Wenn am 3. April das Finale der 18. Staffel von "Deutschland sucht den Superstar" gelaufen sein wird, dann geht damit zugleich eine Ära zu Ende. Völlig überraschend hat RTL am Donnerstag bekanntgegeben, dass Dieter Bohlen in Zukunft nicht mehr in der Jury dabei sein. Besonders bemerkenswert ist dabei die Tatsache, dass der der 67-Jährige auch beim "Supertalent" raus ist. In beiden Castingshows war Bohlen von Beginn an die Konstante - während die Jurorinnen und Juroren an seiner Seite wechselten, blieb Bohlen stets als Jury-Chef an Bord. Nun sollen die Jurys beider Shows komplett neu besetzt werden.
"Wir bedanken uns ausdrücklich bei der aktuellen Jury und insbesondere bei Dieter Bohlen als langjährigem Chefjuror", erklärte RTL-Unterhaltungschef Kai Sturm. "Mit klaren Urteilen und feinem Gespür für musikalischen Mainstream im allerbesten Sinne ist er maßgeblich am langjährigen Erfolg beider Shows beteiligt. Nach fast zwei Jahrzehnten gemeinsamer Erfolge ist jetzt der richtige Zeitpunkt für Veränderung und Weiterentwicklung."
Auffällig ist, dass Dieter Bohlen selbst in der RTL-Mitteilung gar nicht zu Wort kommt und zeitnah zur Kommunikation des Senders auch auf seinem sonst gerne für die direkte Kommunikation genutzten Instagram-Kanal schweigt.
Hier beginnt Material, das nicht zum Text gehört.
//! Bit-per-voxel solid storage.
//!
//! Read-only during simulation: the level hands the engine a snapshot
//! of which voxels are solid and queries it every tick. Indexing is
//! `x + y * size_x + z * size_x * size_y` over bounds-relative
//! coordinates. Everything outside the bounds reads as solid, so the
//! world border contains fluid without a shell of solid voxels.

use bit_vec::BitVec;
use glam::IVec3;

use crate::error::{SimError, SimResult};

pub struct VoxelField {
    min: IVec3,
    size: IVec3,
    solid: BitVec,
}

impl VoxelField {
    pub fn new(min: IVec3, size: IVec3, solid: BitVec) -> SimResult<Self> {
        if size.cmple(IVec3::ZERO).any() {
            return Err(SimError::EmptyBounds(format!("voxel field size {size}")));
        }
        let expected = (size.x as usize) * (size.y as usize) * (size.z as usize);
        if solid.len() != expected {
            return Err(SimError::VoxelFieldSize { expected, actual: solid.len() });
        }
        Ok(Self { min, size, solid })
    }

    /// All-air field over the given bounds.
    pub fn air(min: IVec3, size: IVec3) -> SimResult<Self> {
        let volume = (size.x.max(0) as usize) * (size.y.max(0) as usize) * (size.z.max(0) as usize);
        Self::new(min, size, BitVec::from_elem(volume, false))
    }

    #[inline]
    pub fn min(&self) -> IVec3 {
        self.min
    }

    #[inline]
    pub fn size(&self) -> IVec3 {
        self.size
    }

    #[inline]
    pub fn contains(&self, v: IVec3) -> bool {
        let l = v - self.min;
        l.cmpge(IVec3::ZERO).all() && l.cmplt(self.size).all()
    }

    #[inline]
    pub fn is_solid(&self, v: IVec3) -> bool {
        if !self.contains(v) {
            return true;
        }
        let l = v - self.min;
        let idx = l.x + l.y * self.size.x + l.z * self.size.x * self.size.y;
        self.solid[idx as usize]
    }

    #[inline]
    pub fn is_air(&self, v: IVec3) -> bool {
        !self.is_solid(v)
    }

    /// Construction-time mutation; the running simulation never writes.
    pub fn set_solid(&mut self, v: IVec3, solid: bool) {
        if self.contains(v) {
            let l = v - self.min;
            let idx = l.x + l.y * self.size.x + l.z * self.size.x * self.size.y;
            self.solid.set(idx as usize, solid);
        }
    }
}
//! Water pumps: teleport-based transport between two points.
//!
//! Runs after the four pipeline stages, on the control thread. Each
//! pump captures its nearest eligible particles and releases them at
//! the destination with jitter and zeroed velocity; writes land in the
//! next bank so they become visible at swap like every other result
//! of the tick.

use glam::Vec3;

use crate::constants::capacity::MAX_PUMP_MOVES;
use crate::particles::ParticleStore;
use crate::rng::RandomSource;

#[derive(Debug, Clone, Copy)]
pub struct WaterPump {
    pub source: Vec3,
    pub destination: Vec3,
    pub particles_per_second: f32,
    /// Particles within this distance of the source are eligible.
    pub capture_radius: f32,
    /// Release scatter radius around the destination.
    pub release_jitter: f32,
}

impl WaterPump {
    /// Per-tick quota: at least one particle whenever any is eligible,
    /// capped by the fixed candidate array.
    fn quota(&self, dt: f32) -> usize {
        ((self.particles_per_second * dt).round() as usize).clamp(1, MAX_PUMP_MOVES)
    }
}

/// Returns how many particles moved this tick, for stats.
pub(crate) fn move_across_pumps(
    store: &mut ParticleStore,
    pumps: &[WaterPump],
    dt: f32,
    rng: &mut RandomSource,
) -> u32 {
    let mut moved = 0;
    for pump in pumps {
        let want = pump.quota(dt);
        let capture_sq = pump.capture_radius * pump.capture_radius;
        // insertion-sorted fixed array of the nearest candidates
        let mut best = [(f32::INFINITY, u32::MAX); MAX_PUMP_MOVES];
        for i in 0..store.len() {
            let d_sq = store.position(i).distance_squared(pump.source);
            if d_sq >= capture_sq || d_sq >= best[want - 1].0 {
                continue;
            }
            let mut slot = want - 1;
            while slot > 0 && best[slot - 1].0 > d_sq {
                best[slot] = best[slot - 1];
                slot -= 1;
            }
            best[slot] = (d_sq, i as u32);
        }
        for &(d_sq, index) in best.iter().take(want) {
            if !d_sq.is_finite() {
                break;
            }
            let target = pump.destination + rng.jitter_in_sphere(pump.release_jitter);
            store.set_next_position(index as usize, target);
            store.set_next_velocity(index as usize, Vec3::ZERO);
            moved += 1;
        }
    }
    moved
}
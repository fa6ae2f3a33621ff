//! A particle driven straight at a solid voxel face must stay on the
//! air side, for every face orientation.

use glam::{IVec3, Vec3};
use tide_engine::{GravityChange, GravityDir, SimConfig, SimulationEngine, TickInput, VoxelField};

const FACES: [(IVec3, GravityDir); 6] = [
    // face normal, gravity direction that drives a particle into it
    (IVec3::new(1, 0, 0), GravityDir::NegX),
    (IVec3::new(-1, 0, 0), GravityDir::PosX),
    (IVec3::new(0, 1, 0), GravityDir::NegY),
    (IVec3::new(0, -1, 0), GravityDir::PosY),
    (IVec3::new(0, 0, 1), GravityDir::NegZ),
    (IVec3::new(0, 0, -1), GravityDir::PosZ),
];

/// 16^3 air field with a single solid voxel in the middle.
fn one_block_field() -> VoxelField {
    let mut field = VoxelField::air(IVec3::ZERO, IVec3::splat(16)).expect("bounds");
    field.set_solid(IVec3::splat(8), true);
    field
}

#[test]
fn approaching_particle_never_crosses_a_solid_face() {
    let _ = env_logger::builder().is_test(true).try_init();
    let config = SimConfig {
        worker_threads: Some(2),
        ..SimConfig::default()
    };
    let radius = config.particle_radius;
    let block_center = Vec3::splat(8.5);

    for (n, down) in FACES {
        let normal = n.as_vec3();
        let face_center = block_center + normal * 0.5;
        // just outside the face; its gravity will drive it inward
        let start = face_center + normal * (radius + 0.05);

        // the particle under test plus alignment padding parked out of
        // interaction range near a far corner
        let mut points = vec![start];
        points.extend((1..16).map(|i| Vec3::new(1.0 + i as f32 * 0.9, 1.0, 1.0)));

        let mut sim = SimulationEngine::new(one_block_field(), &points, 0, config.clone())
            .expect("constructs");
        // redirect only the test particle (its neighbor list is empty,
        // so the flood fill stops at the seed)
        sim.change_particle_gravity(&GravityChange {
            point: start,
            direction: down,
            highlight_only: false,
        });
        sim.swap_buffers();

        for tick in 0..60 {
            sim.tick(&TickInput::step(1.0 / 60.0));
            sim.swap_buffers();
            let p = sim.particles().position(0);
            let clearance = (p - face_center).dot(normal);
            assert!(
                clearance >= 0.0,
                "face {n}, tick {tick}: crossed to the solid side (clearance {clearance})"
            );
        }
    }
}
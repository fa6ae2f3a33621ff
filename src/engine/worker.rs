//! Worker pool and slice plan for the stage pipeline.
//!
//! One dedicated rayon pool, built at engine construction and kept for
//! the simulator's lifetime. Every stage forks one task per contiguous
//! cache-aligned particle slice and joins before the next stage runs;
//! the join is the inter-stage barrier, so stage k+1 never observes a
//! partially written stage-k result.

use rayon::{ThreadPool, ThreadPoolBuilder};

use crate::constants::alignment::SLICE_ALIGNMENT;
use crate::error::{SimError, SimResult};

pub struct StagePool {
    pool: ThreadPool,
    slice_len: usize,
    slice_count: usize,
}

impl StagePool {
    pub fn new(particles: usize, threads: Option<usize>) -> SimResult<Self> {
        let threads = threads
            .unwrap_or_else(|| num_cpus::get() + 1)
            .max(1);
        let pool = ThreadPoolBuilder::new()
            .num_threads(threads)
            .thread_name(|idx| format!("fluid-worker-{}", idx))
            .build()
            .map_err(|e| SimError::WorkerPool(e.to_string()))?;

        let per_worker = particles.div_ceil(threads).max(1);
        let slice_len = per_worker.div_ceil(SLICE_ALIGNMENT) * SLICE_ALIGNMENT;
        let slice_count = particles.div_ceil(slice_len).max(1);
        log::debug!(
            "stage pool: {} threads, {} slices of {} particles",
            threads,
            slice_count,
            slice_len
        );
        Ok(Self { pool, slice_len, slice_count })
    }

    /// Particles per worker slice; chunked iteration in the stages uses
    /// exactly this so slice boundaries stay cache aligned.
    #[inline]
    pub fn slice_len(&self) -> usize {
        self.slice_len
    }

    /// Number of slices `[0, particles)` splits into. Fixed for the
    /// engine's lifetime; per-worker RNG streams are allocated per
    /// slice.
    #[inline]
    pub fn slice_count(&self) -> usize {
        self.slice_count
    }

    /// Run one stage body on the pool. Rayon's parallel iterators
    /// inside the closure complete before this returns.
    #[inline]
    pub fn run<R: Send>(&self, body: impl FnOnce() -> R + Send) -> R {
        self.pool.install(body)
    }
}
Dass RTL selbst in seiner Mitteilung über die Personalien schreibt: "Darüber wurden alle Beteiligten im Vorfeld informiert", spricht jedoch für eine Entscheidung des Senders und gegen einen selbstgewählten Rückzug Bohlens, wie es die "Bild" in ihrer Berichterstattung suggeriert.
Quoten-Rekorde in weite Ferne gerückt
Das Bohlen-Aus kommt in einer Phase, in der die einstigen Überflieger am Show-Himmel ihre besten Zeiten weit hinter sich gelassen haben. Zwar zählt insbesondere "DSDS" noch immer zu den Quoten-Erfolgen von RTL, doch mit bislang rund 16 Prozent Marktanteil bei den 14- bis 49-Jährigen ist die aktuelle Staffel die bislang schwächste. Insbesondere "Das Supertalent" musste zuletzt spürbar Federn lassen: Die jüngste Staffel erreichte im Schnitt keine drei Millionen Zuschauer mehr und endete mit einem Allzeit-Tief - kaum mehr als elf Prozent Marktanteil in der Zielgruppe sind sicher nicht das, was sich die Verantwortlichen des Senders von ihrem Show-Dampfer erhoffen.
In ihren besten Zeiten zogen beide Shows noch gegen "Wetten, dass..?" ins Rennen und kratzten an den Quoten des inzwischen längst eingestellten ZDF-Dinos. Mehr als acht Millionen Zuschauer schauten in der Spitze zu, wenn Bohlen mit der "Supertalent"-Suche auf Sendung ging, "DSDS" sorgte in der Anfangszeit mit zweistelligen Millionen-Reichweiten für Rekorde, die den Grundstein für eine bis heute anhaltende Castingshow-Ära legten. Nun sieht RTL die Zeit für einen Neuanfang gekommen, der sicher nicht einfach wird.
Eine mediale Randnotiz zur Personalie: Politik, Fußball und Castingshows haben nicht unmittelbar etwas miteinander zu tun, aber allein durch ihre mediale Präsenz sind sie und ihre Protagonisten im öffentlichen Diskurs und der Wahrnehmung allgegenwärtig. Da ist es schon eine Zäsur, wenn in diesem Jahr innerhalb weniger Monate nach mehr als anderthalb Jahrzehnten nicht nur Bundeskanzlerin Angela Merkel (seit 2005) und Bundestrainer Jogi Löw (seit 2006) abtreten, sondern auch Castingshow-Urgestein Dieter Bohlen (seit 2002).